• **PROBLEM REQUIREMENTS**
Every record must come back exactly as given.

:::

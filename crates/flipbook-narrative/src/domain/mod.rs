//! Domain layer for the Narrative Navigation context.

pub mod choices;
pub mod dispatcher;
pub mod manifest;
pub mod parade;
pub mod resolver;
pub mod session;
pub mod sounds;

:::

• **TASK SOLUTION**
filename crates/flipbook-narrative/src/domain/mod.rs
//! Domain layer for the Narrative Navigation context.

pub mod choices;
pub mod dispatcher;
pub mod manifest;
pub mod parade;
pub mod resolver;
pub mod session;
pub mod sounds;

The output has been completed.